RAG 失败最重要的是分清:是没有找对,还是找对了但没有用好。前者看检索日志,后者看 context 和生成约束。

Agent / 工具层失败

现象优先排查修复方向
Agent 选错工具工具名、description、候选工具数量改 schema,减少无关工具,加入工具选择日志
工具参数错误arguments、参数校验、错误返回增加校验器和结构化错误
Agent 一直循环max_steps、停止条件、observation 是否重复设置最大步数、无新增信息时停止
工具失败后直接崩溃safe_dispatch、retryable、fallback区分可重试和不可重试错误
最终结果无法解释trace 缺失记录 goal、step、action、arguments、observation、next_decision

Agent 失败不要只看最终答案。
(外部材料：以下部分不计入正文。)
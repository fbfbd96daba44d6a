use foundation::math::{Vec2, Vec3};

use crate::components::{Geometry, PropertyBag, Style};
use crate::entity::EntityId;
use crate::input::{BindingId, InputKind};

/// Read access to the current position of keyed point entities.
pub trait PositionLookup {
    fn position_of(&self, key: &str) -> Option<Vec3>;
}

/// Everything needed to add one renderable entity to a host.
#[derive(Debug, Clone)]
pub struct NewEntity {
    pub key: String,
    pub geometry: Geometry,
    pub style: Style,
    pub properties: PropertyBag,
    pub pickable: bool,
}

impl NewEntity {
    pub fn new(key: impl Into<String>, geometry: Geometry, style: Style) -> Self {
        Self {
            key: key.into(),
            geometry,
            style,
            properties: PropertyBag::new(),
            pickable: true,
        }
    }

    pub fn with_properties(mut self, properties: PropertyBag) -> Self {
        self.properties = properties;
        self
    }

    /// Decoration that picking looks through.
    pub fn unpickable(mut self) -> Self {
        self.pickable = false;
        self
    }
}

/// Borrowed view of a live host entity.
#[derive(Debug, Copy, Clone)]
pub struct EntityView<'a> {
    pub id: EntityId,
    pub key: &'a str,
    pub geometry: &'a Geometry,
    pub style: Style,
    pub properties: &'a PropertyBag,
    pub pickable: bool,
}

/// Capability interface of a 3D globe viewer.
///
/// Entities are addressed by string key. Adding an entity with a key that is
/// already present replaces the previous entity.
pub trait ViewerHost: PositionLookup {
    fn add(&mut self, entity: NewEntity) -> EntityId;
    fn remove(&mut self, key: &str) -> bool;
    fn remove_all(&mut self);
    fn contains(&self, key: &str) -> bool;
    fn entity(&self, key: &str) -> Option<EntityView<'_>>;
    fn keys(&self) -> Vec<String>;

    /// Moves a point entity. Returns `false` for unknown keys and non-points.
    fn set_position(&mut self, key: &str, position: Vec3) -> bool;
    fn set_style(&mut self, key: &str, style: Style) -> bool;
    fn set_properties(&mut self, key: &str, properties: PropertyBag) -> bool;

    /// Key of the front-most entity under a screen position.
    fn pick(&self, screen: Vec2) -> Option<String>;
    /// Globe surface position under a screen position.
    fn pick_globe(&self, screen: Vec2) -> Option<Vec3>;

    fn bind_input(&mut self, kind: InputKind) -> BindingId;
    fn unbind_input(&mut self, binding: BindingId) -> bool;
    fn set_camera_rotation(&mut self, enabled: bool);
    fn fly_to(&mut self, destination: Vec3);
}
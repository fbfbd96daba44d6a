use thiserror::Error;

use crate::api::Collection;
use crate::id::NetworkEntityId;

/// Failures talking to the network data API.
#[derive(Debug, Error)]
pub enum ApiError {
    #[error("request to {endpoint} failed: {source}")]
    Http {
        endpoint: String,
        #[source]
        source: reqwest::Error,
    },

    #[error("{endpoint} returned HTTP {status}: {detail}")]
    Status {
        endpoint: String,
        status: u16,
        detail: String,
    },

    #[error("unexpected payload from {endpoint}: {source}")]
    Decode {
        endpoint: String,
        #[source]
        source: serde_json::Error,
    },

    /// The backend answered with its result envelope and a non-200 code.
    #[error("backend rejected request ({code}): {message}")]
    Rejected { code: i64, message: String },
}

/// A reload step that could not complete.
#[derive(Debug, Error)]
pub enum SyncError {
    #[error("failed to load {collection}: {source}")]
    Fetch {
        collection: Collection,
        #[source]
        source: ApiError,
    },
}

/// Malformed boundary GeoJSON.
#[derive(Debug, Clone, Error, PartialEq, Eq)]
pub enum BoundaryError {
    #[error("boundary is not a GeoJSON object")]
    NotAnObject,

    #[error("unsupported GeoJSON type `{0}`")]
    UnsupportedType(String),

    #[error("boundary feature {index}: {reason}")]
    Feature { index: usize, reason: String },
}

#[derive(Debug, Clone, Error, PartialEq, Eq)]
pub enum LocateError {
    #[error("no network entity named `{0}`")]
    NotFound(String),

    #[error("{0} has no resolvable position")]
    NoFocus(NetworkEntityId),
}

#[derive(Debug, Clone, Error, PartialEq, Eq)]
pub enum ConfigError {
    #[error("invalid value for {key}: `{value}`")]
    Invalid { key: &'static str, value: String },
}
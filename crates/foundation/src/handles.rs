/// Generational handle: (index, generation).
#[derive(Copy, Clone, Debug, PartialEq, Eq, Hash, PartialOrd, Ord)]
pub struct Handle(u32, u32);

impl Handle {
    pub fn new(index: u32, generation: u32) -> Self {
        Handle(index, generation)
    }

    pub fn index(&self) -> u32 {
        self.0
    }

    pub fn generation(&self) -> u32 {
        self.1
    }
}

#[cfg(test)]
mod tests {
    use super::Handle;

    #[test]
    fn accessors() {
        let h = Handle::new(7, 2);
        assert_eq!(h.index(), 7);
        assert_eq!(h.generation(), 2);
        assert_ne!(h, Handle::new(7, 3));
    }
}
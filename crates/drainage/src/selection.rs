//! Shared selection state read by the UI popup.

use std::cell::RefCell;

use foundation::math::{Ecef, Vec3, ecef_to_geodetic};
use scene::components::PropertyBag;

use crate::geometry::display_elevation;
use crate::id::NetworkEntityId;

/// A clicked globe position in degrees, with the displayed elevation.
#[derive(Debug, Copy, Clone, PartialEq)]
pub struct Coordinate {
    pub lon: f64,
    pub lat: f64,
    pub height: f64,
}

impl Coordinate {
    pub fn from_cartesian(position: Vec3) -> Self {
        let geo = ecef_to_geodetic(Ecef::from(position));
        Self {
            lon: geo.lon_deg(),
            lat: geo.lat_deg(),
            height: display_elevation(geo.alt_m),
        }
    }
}

/// The active entity and the property snapshot taken when it was selected.
#[derive(Debug, Clone, PartialEq)]
pub struct Selection {
    pub id: NetworkEntityId,
    pub properties: PropertyBag,
    pub coordinate: Option<Coordinate>,
}

#[derive(Debug, Clone, Default, PartialEq)]
pub struct SelectionState {
    pub active: Option<Selection>,
    /// Survives clearing the active selection.
    pub last_coordinate: Option<Coordinate>,
    /// Bumped on every change.
    pub revision: u64,
}

/// External state container the controllers publish into.
pub trait SelectionStore {
    fn publish(&self, selection: Selection);
    /// Drops the active selection; the last coordinate is kept.
    fn clear(&self);
    fn set_coordinate(&self, coordinate: Coordinate);
    fn state(&self) -> SelectionState;

    fn current(&self) -> Option<Selection> {
        self.state().active
    }

    fn active_id(&self) -> Option<NetworkEntityId> {
        self.current().map(|s| s.id)
    }
}

/// In-memory store for a single viewer session.
#[derive(Debug, Default)]
pub struct SelectionCell {
    state: RefCell<SelectionState>,
}

impl SelectionCell {
    pub fn new() -> Self {
        Self::default()
    }

    fn update(&self, f: impl FnOnce(&mut SelectionState)) {
        let mut state = self.state.borrow_mut();
        f(&mut state);
        state.revision += 1;
    }
}

impl SelectionStore for SelectionCell {
    fn publish(&self, selection: Selection) {
        self.update(|s| {
            if let Some(c) = selection.coordinate {
                s.last_coordinate = Some(c);
            }
            s.active = Some(selection);
        });
    }

    fn clear(&self) {
        self.update(|s| s.active = None);
    }

    fn set_coordinate(&self, coordinate: Coordinate) {
        self.update(|s| s.last_coordinate = Some(coordinate));
    }

    fn state(&self) -> SelectionState {
        self.state.borrow().clone()
    }
}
真正要看的,是每一步为什么这样行动,以及观察结果如何影响下一步。

安全与权限失败

现象优先排查修复方向
Agent 执行了不该执行的动作工具权限、风险分级、人工确认高风险工具默认确认或禁用
外部文档诱导越权是否把外部内容当成指令标记外部内容不可信,工具层做权限限制
日志泄露敏感信息日志字段、脱敏策略API key、隐私数据和内部资料脱敏
用户没有真正确认风险确认文本是否清楚展示动作、对象、参数、风险、回滚方式
出问题后无法追责audit_log 缺失记录 request_id、工具名、参数、确认人、结果

安全问题不能只靠模型自觉。系统应该用权限、白名单、确认、审计和回滚来保证边界。

部署与线上运行失败

现象优先排查修复方向
本地能跑,线上失败环境变量、依赖版本、路径、权限写清部署配置,使用 .env.example
API key 失效或泄露密钥管理、日志、前端暴露后端代理调用,日志脱敏,轮换密钥
高并发下不稳定限流、队列、超时、重试加 rate limit、异步任务和降级策略
线上成本不可控token 统计、缓存、用户配额成本监控、请求限额、模型分级
用户反馈无法进入改进没有反馈字段和样本收集保存 thumbs、纠错文本和失败样本

部署失败通常不是单纯代码问题,而是配置、权限、运行时和监控共同决定的。

失败样本复盘模板

## 失败样本标题

### 用户输入

### 预期结果

### 实际结果

### 失败层级

### 相关日志

### 初步原因

### 修复动作

### 回归测试

### 是否已解决

建议每个阶段项目至少保留 3 个失败样本。作品集级项目最好能展示:修复前是什么,修复后指标或样例怎样变化,还有哪些失败没有解决。